What should I look for when I examine my skin for melanoma?

DEAR DOCTOR K:

My aunt developed the skin cancer called melanoma, and I hear that this cancer can run in families. What should I look for when I examine my skin for melanoma?

DEAR READER:

Skin cancers are the most common cancers in the United States, and skin checks are an important way to identify them. You asked about the deadliest type of skin cancer, melanoma.

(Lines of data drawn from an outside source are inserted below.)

//! Multi-channel composition of [`FeatureTransformer`]s.

use tracing::{instrument, warn};

use crate::config::TransformerConfig;
use crate::error::EmbedError;
use crate::features::FeatureMatrix;
use crate::matrix::SampleMatrix;
use crate::transformer::FeatureTransformer;

/// One transformer per channel; outputs are stacked column-wise in channel
/// order.
///
/// Inputs are paired with channels by position. When the number of inputs
/// differs from the number of channels, the extra entries on the longer side
/// are ignored and a warning is logged.
///
/// Channels are processed one after another. An error in channel `c` leaves
/// channels before `c` in their updated state.
#[derive(Debug, Clone)]
pub struct MultiComponentTransformer {
    transformers: Vec<FeatureTransformer>,
}

impl MultiComponentTransformer {
    /// Wrap already-built transformers.
    #[must_use]
    pub fn new(transformers: Vec<FeatureTransformer>) -> Self {
        Self { transformers }
    }

    /// Build one transformer per configuration.
    ///
    /// # Errors
    ///
    /// Returns the first error from [`TransformerConfig::build`].
    pub fn from_configs<I>(configs: I) -> Result<Self, EmbedError>
    where
        I: IntoIterator<Item = TransformerConfig>,
    {
        let transformers = configs
            .into_iter()
            .map(TransformerConfig::build)
            .collect::<Result<Vec<_>, _>>()?;
        Ok(Self::new(transformers))
    }

    /// Return the per-channel transformers.
    #[must_use]
    pub fn transformers(&self) -> &[FeatureTransformer] {
        &self.transformers
    }

    /// Return the number of channels.
    #[must_use]
    pub fn len(&self) -> usize {
        self.transformers.len()
    }

    /// Return true if there are no channels.
    #[must_use]
    pub fn is_empty(&self) -> bool {
        self.transformers.is_empty()
    }

    /// Fit each channel on its paired input.
    ///
    /// # Errors
    ///
    /// | Variant | Condition |
    /// |---|---|
    /// | [`EmbedError::NoChannels`] | No channel is paired with an input |
    /// | any | The first error from [`FeatureTransformer::fit`] |
    #[instrument(skip_all, fields(n_channels = self.transformers.len(), n_inputs = xs.len()))]
    pub fn fit(&mut self, xs: &[SampleMatrix]) -> Result<&mut Self, EmbedError> {
        let n = self.paired_len("fit", &[xs.len()])?;
        for (t, x) in self.transformers.iter_mut().zip(xs).take(n) {
            t.fit(x)?;
        }
        Ok(self)
    }

    /// Transform each input with its channel and stack the results.
    ///
    /// # Errors
    ///
    /// | Variant | Condition |
    /// |---|---|
    /// | [`EmbedError::NoChannels`] | No channel is paired with an input |
    /// | [`EmbedError::ChannelRowMismatch`] | Paired inputs differ in row count |
    /// | any | The first error from [`FeatureTransformer::transform`] |
    #[instrument(skip_all, fields(n_channels = self.transformers.len(), n_inputs = xs.len()))]
    pub fn transform(&mut self, xs: &[SampleMatrix]) -> Result<FeatureMatrix, EmbedError> {
        let n = self.paired_len("transform", &[xs.len()])?;
        check_rows(&xs[..n])?;
        let parts = self
            .transformers
            .iter_mut()
            .zip(xs)
            .map(|(t, x)| t.transform(x))
            .collect::<Result<Vec<_>, _>>()?;
        FeatureMatrix::hstack(&parts)
    }

    /// [`fit`](Self::fit) then [`transform`](Self::transform) on the same inputs.
    ///
    /// # Errors
    ///
    /// See [`fit`](Self::fit) and [`transform`](Self::transform).
    pub fn fit_transform(&mut self, xs: &[SampleMatrix]) -> Result<FeatureMatrix, EmbedError> {
        self.fit(xs)?.transform(xs)
    }

    /// Add prototypes per channel and stack the updated matrices.
    ///
    /// # Errors
    ///
    /// | Variant | Condition |
    /// |---|---|
    /// | [`EmbedError::NoChannels`] | No channel is paired with an input |
    /// | [`EmbedError::ChannelRowMismatch`] | Updated matrices differ in row count |
    /// | any | The first error from [`FeatureTransformer::add_prototype`] |
    #[instrument(skip_all, fields(n_channels = self.transformers.len()))]
    pub fn add_prototypes<I: AsRef<[usize]>>(
        &mut self,
        xs: &[SampleMatrix],
        indices: &[I],
    ) -> Result<FeatureMatrix, EmbedError> {
        self.paired_len("add_prototypes", &[xs.len(), indices.len()])?;
        let parts = self
            .transformers
            .iter_mut()
            .zip(xs)
            .zip(indices)
            .map(|((t, x), idx)| t.add_prototype(x, idx.as_ref()))
            .collect::<Result<Vec<_>, _>>()?;
        FeatureMatrix::hstack(&parts)
    }

    /// Remove prototypes per channel and stack the updated matrices.
    ///
    /// # Errors
    ///
    /// | Variant | Condition |
    /// |---|---|
    /// | [`EmbedError::NoChannels`] | No channel is paired with an index set |
    /// | [`EmbedError::ChannelRowMismatch`] | Updated matrices differ in row count |
    /// | any | The first error from [`FeatureTransformer::remove_prototype`] |
    #[instrument(skip_all, fields(n_channels = self.transformers.len()))]
    pub fn remove_prototypes<I: AsRef<[usize]>>(
        &mut self,
        indices: &[I],
    ) -> Result<FeatureMatrix, EmbedError> {
        self.paired_len("remove_prototypes", &[indices.len()])?;
        let parts = self
            .transformers
            .iter_mut()
            .zip(indices)
            .map(|(t, idx)| t.remove_prototype(idx.as_ref()))
            .collect::<Result<Vec<_>, _>>()?;
        FeatureMatrix::hstack(&parts)
    }

    /// Return each channel's prototype indices.
    ///
    /// # Errors
    ///
    /// Returns [`EmbedError::NotFitted`] if any channel is unfitted.
    pub fn indices(&self) -> Result<Vec<&[usize]>, EmbedError> {
        self.transformers.iter().map(FeatureTransformer::indices).collect()
    }

    /// Number of channels paired with every argument list, warning once when
    /// any list length differs from the channel count.
    fn paired_len(&self, op: &str, counts: &[usize]) -> Result<usize, EmbedError> {
        let n_channels = self.transformers.len();
        if counts.iter().any(|&n| n != n_channels) {
            warn!(
                op,
                n_channels,
                ?counts,
                "channel and input counts differ; extra entries are ignored"
            );
        }
        match counts.iter().copied().fold(n_channels, usize::min) {
            0 => Err(EmbedError::NoChannels),
            n => Ok(n),
        }
    }
}

fn check_rows(xs: &[SampleMatrix]) -> Result<(), EmbedError> {
    let Some(first) = xs.first() else {
        return Ok(());
    };
    let expected = first.n_samples();
    match xs.iter().enumerate().find(|(_, x)| x.n_samples() != expected) {
        Some((channel, x)) => Err(EmbedError::ChannelRowMismatch {
            channel,
            expected,
            got: x.n_samples(),
        }),
        None => Ok(()),
    }
}

#[cfg(test)]
mod tests {
    use super::*;

    fn channel(n: usize, len: usize, offset: f64) -> SampleMatrix {
        let rows: Vec<Vec<f64>> = (0..n)
            .map(|i| (0..len).map(|t| offset + (i * len + t) as f64 * 0.1).collect())
            .collect();
        SampleMatrix::from_rows(&rows).unwrap()
    }

    fn aggregator(ks: &[usize]) -> MultiComponentTransformer {
        MultiComponentTransformer::from_configs(
            ks.iter()
                .map(|&k| TransformerConfig::new(k).unwrap().with_random_state(Some(0))),
        )
        .unwrap()
    }

    #[test]
    fn stacks_channels_in_order() {
        let xs = vec![channel(8, 4, 0.0), channel(8, 6, 5.0)];
        let mut agg = aggregator(&[2, 3]);
        let out = agg.fit_transform(&xs).unwrap();
        assert_eq!(out.shape(), (8, 5));
        let first = agg.transformers()[0].distances().unwrap();
        let second = agg.transformers()[1].distances().unwrap();
        for i in 0..8 {
            assert_eq!(&out.row(i)[..2], first.row(i));
            assert_eq!(&out.row(i)[2..], second.row(i));
        }
        assert_eq!(agg.indices().unwrap().len(), 2);
    }

    #[test]
    fn extra_inputs_are_truncated() {
        let xs = vec![channel(6, 4, 0.0), channel(6, 4, 1.0), channel(6, 4, 2.0)];
        let mut agg = aggregator(&[2, 2]);
        assert_eq!(agg.fit_transform(&xs).unwrap().shape(), (6, 4));
    }

    #[test]
    fn missing_inputs_are_truncated() {
        let xs = vec![channel(6, 4, 0.0)];
        let mut agg = aggregator(&[2, 3]);
        assert_eq!(agg.fit_transform(&xs).unwrap().shape(), (6, 2));
        assert!(!agg.transformers()[1].is_fitted());
    }

    #[test]
    fn no_pairs_is_error() {
        let mut agg = aggregator(&[2]);
        assert!(matches!(agg.fit(&[]), Err(EmbedError::NoChannels)));
        let mut empty = MultiComponentTransformer::new(Vec::new());
        assert!(empty.is_empty());
        assert!(matches!(
            empty.transform(&[channel(3, 2, 0.0)]),
            Err(EmbedError::NoChannels)
        ));
    }

    #[test]
    fn row_mismatch_is_rejected_before_transforming() {
        let mut agg = aggregator(&[1, 1]);
        agg.fit(&[channel(4, 3, 0.0), channel(5, 3, 0.0)]).unwrap();
        let err = agg
            .transform(&[channel(4, 3, 0.0), channel(5, 3, 0.0)])
            .unwrap_err();
        assert!(matches!(
            err,
            EmbedError::ChannelRowMismatch { channel: 1, expected: 4, got: 5 }
        ));
        assert!(agg.transformers()[0].distances().is_none());
    }

    #[test]
    fn add_and_remove_per_channel() {
        let xs = vec![channel(6, 4, 0.0), channel(6, 4, 3.0)];
        let mut agg = aggregator(&[2, 2]);
        let base = agg.fit_transform(&xs).unwrap();
        let idx: Vec<Vec<usize>> = agg
            .indices()
            .unwrap()
            .iter()
            .map(|set| (0..6).filter(|i| !set.contains(i)).take(1).collect())
            .collect();
        let grown = agg.add_prototypes(&xs, &idx).unwrap();
        assert_eq!(grown.shape(), (6, 6));
        let shrunk = agg.remove_prototypes(&idx).unwrap();
        assert_eq!(shrunk, base);
    }

    fn fitted_pair(xs: &[SampleMatrix]) -> MultiComponentTransformer {
        let mut agg = aggregator(&[2, 2]);
        agg.fit_transform(xs).unwrap();
        agg
    }

    fn unused_index(agg: &MultiComponentTransformer, channel: usize, n: usize) -> usize {
        let set = agg.indices().unwrap()[channel];
        (0..n).find(|i| !set.contains(i)).unwrap()
    }

    #[test]
    fn add_with_fewer_index_sets_touches_only_paired_channels() {
        let xs = vec![channel(6, 4, 0.0), channel(6, 4, 3.0)];
        let mut agg = fitted_pair(&xs);
        let before: Vec<Vec<usize>> =
            agg.indices().unwrap().iter().map(|s| s.to_vec()).collect();

        let extra = unused_index(&agg, 0, 6);
        let out = agg.add_prototypes(&xs, &[vec![extra]]).unwrap();

        assert_eq!(out.shape(), (6, 3));
        assert_eq!(&out, agg.transformers()[0].distances().unwrap());
        let mut expected = before[0].clone();
        expected.push(extra);
        assert_eq!(agg.indices().unwrap()[0], expected.as_slice());
        assert_eq!(agg.indices().unwrap()[1], before[1].as_slice());
    }

    #[test]
    fn add_with_fewer_inputs_touches_only_paired_channels() {
        let xs = vec![channel(6, 4, 0.0), channel(6, 4, 3.0)];
        let mut agg = fitted_pair(&xs);
        let second_before = agg.indices().unwrap()[1].to_vec();

        let idx = vec![vec![unused_index(&agg, 0, 6)], vec![unused_index(&agg, 1, 6)]];
        let out = agg.add_prototypes(&xs[..1], &idx).unwrap();

        assert_eq!(out.shape(), (6, 3));
        assert_eq!(agg.indices().unwrap()[1], second_before.as_slice());
    }

    #[test]
    fn remove_with_fewer_index_sets_leaves_later_channels() {
        let xs = vec![channel(6, 4, 0.0), channel(6, 4, 3.0)];
        let mut agg = fitted_pair(&xs);
        let second_before = agg.transformers()[1].distances().unwrap().clone();
        let first = agg.indices().unwrap()[0][0];

        let out = agg.remove_prototypes(&[vec![first]]).unwrap();

        assert_eq!(out.shape(), (6, 1));
        assert!(!agg.indices().unwrap()[0].contains(&first));
        assert_eq!(agg.transformers()[1].distances().unwrap(), &second_before);
    }

    #[test]
    fn failing_channel_keeps_earlier_channels_updated() {
        let xs = vec![channel(6, 4, 0.0), channel(6, 4, 3.0)];
        let mut agg = fitted_pair(&xs);
        let second_indices = agg.indices().unwrap()[1].to_vec();
        let second_distances = agg.transformers()[1].distances().unwrap().clone();

        let extra = unused_index(&agg, 0, 6);
        let err = agg.add_prototypes(&xs, &[vec![extra], vec![99]]).unwrap_err();

        assert!(matches!(err, EmbedError::IndexOutOfBounds { index: 99, n_samples: 6 }));
        assert_eq!(agg.indices().unwrap()[0].len(), 3);
        assert!(agg.indices().unwrap()[0].contains(&extra));
        assert_eq!(agg.transformers()[0].distances().unwrap().shape(), (6, 3));
        assert_eq!(agg.indices().unwrap()[1], second_indices.as_slice());
        assert_eq!(agg.transformers()[1].distances().unwrap(), &second_distances);
    }

    #[test]
    fn indices_require_fit() {
        let agg = aggregator(&[1]);
        assert!(matches!(agg.indices(), Err(EmbedError::NotFitted)));
    }
}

My Harvard Medical School colleague, dermatologist Dr. Kenneth Arndt, says that more than half of melanomas are identified by patients, either alone or with the help of a partner. That’s important because more than 90 percent of cases can be cured with early detection and treatment.

Skin carries out many functions that help maintain health. It forms a defensive barrier, protecting inner organs from foreign invaders such as bacteria and viruses. It helps control body temperature. Finally, it uses the sun’s energy to make vitamin D, which is essential to many bodily functions.

Skin cancers form in the epidermis, the outermost layer of the skin. Cells called melanocytes, located in the epidermis, produce a dark pigment called melanin. This pigment colors skin and helps protect against the sun’s ultraviolet rays. Melanoma begins in the melanocytes.

Often, these melanocytes are part of a pigmented spot on the skin called a mole (the medical term is “nevus”) that is not cancerous. However, the melanocytes in the nevus can start to turn cancerous. That changes the appearance of the pigmented spot on the skin. Without early detection and treatment, melanoma can spread throughout the body, and sometimes is fatal.

You can help to detect early skin changes by taking a few minutes each month to inspect your skin (or asking your partner to). Melanoma has several distinguishing features. (I’ve put photos illustrating these characteristics, below.)

The best way to check skin: ABCD
Asymmetry. Melanoma is asymmetrical. A
Border irregularity. Melanoma borders are shabby and uneven. B
Color. Melanomas are usually very dark. C
Diameter. Most melanomas are larger than 5 millimeters. D

When you and/or your partner examine your skin, check for the following “ABCDEs.” If you have a pigmented area with any of these characteristics, see a dermatologist.

ASYMMETRY. Each half of the mole looks different than the other.

BORDER IRREGULARITY. The borders are irregular, ragged or blurry.

COLOR. The color is unusual — for example, a mole that contains various shades of tan, brown, blue or black.

DIAMETER. The width of the mole is the size of a pencil eraser or larger.

EVOLVING. The mole has evolved, enlarged or changed in some way.

Sores that crust, bleed and itch are also suspect.

If the doctor suspects melanoma, he or she may take a biopsy. This entails removing part or all of the growth and examining it under a microscope to determine whether it’s cancer.

Sometimes people inherit a vulnerability to developing melanoma; about 10 percent of melanomas have such a genetic basis. If you inherit certain characteristics, you also are at higher risk for melanoma: red or blond hair color, lots of freckles, light eye color (green, hazel, blue), and fair (lightly pigmented) skin. Also very important in raising your risk is frequent and intense exposure to sunlight.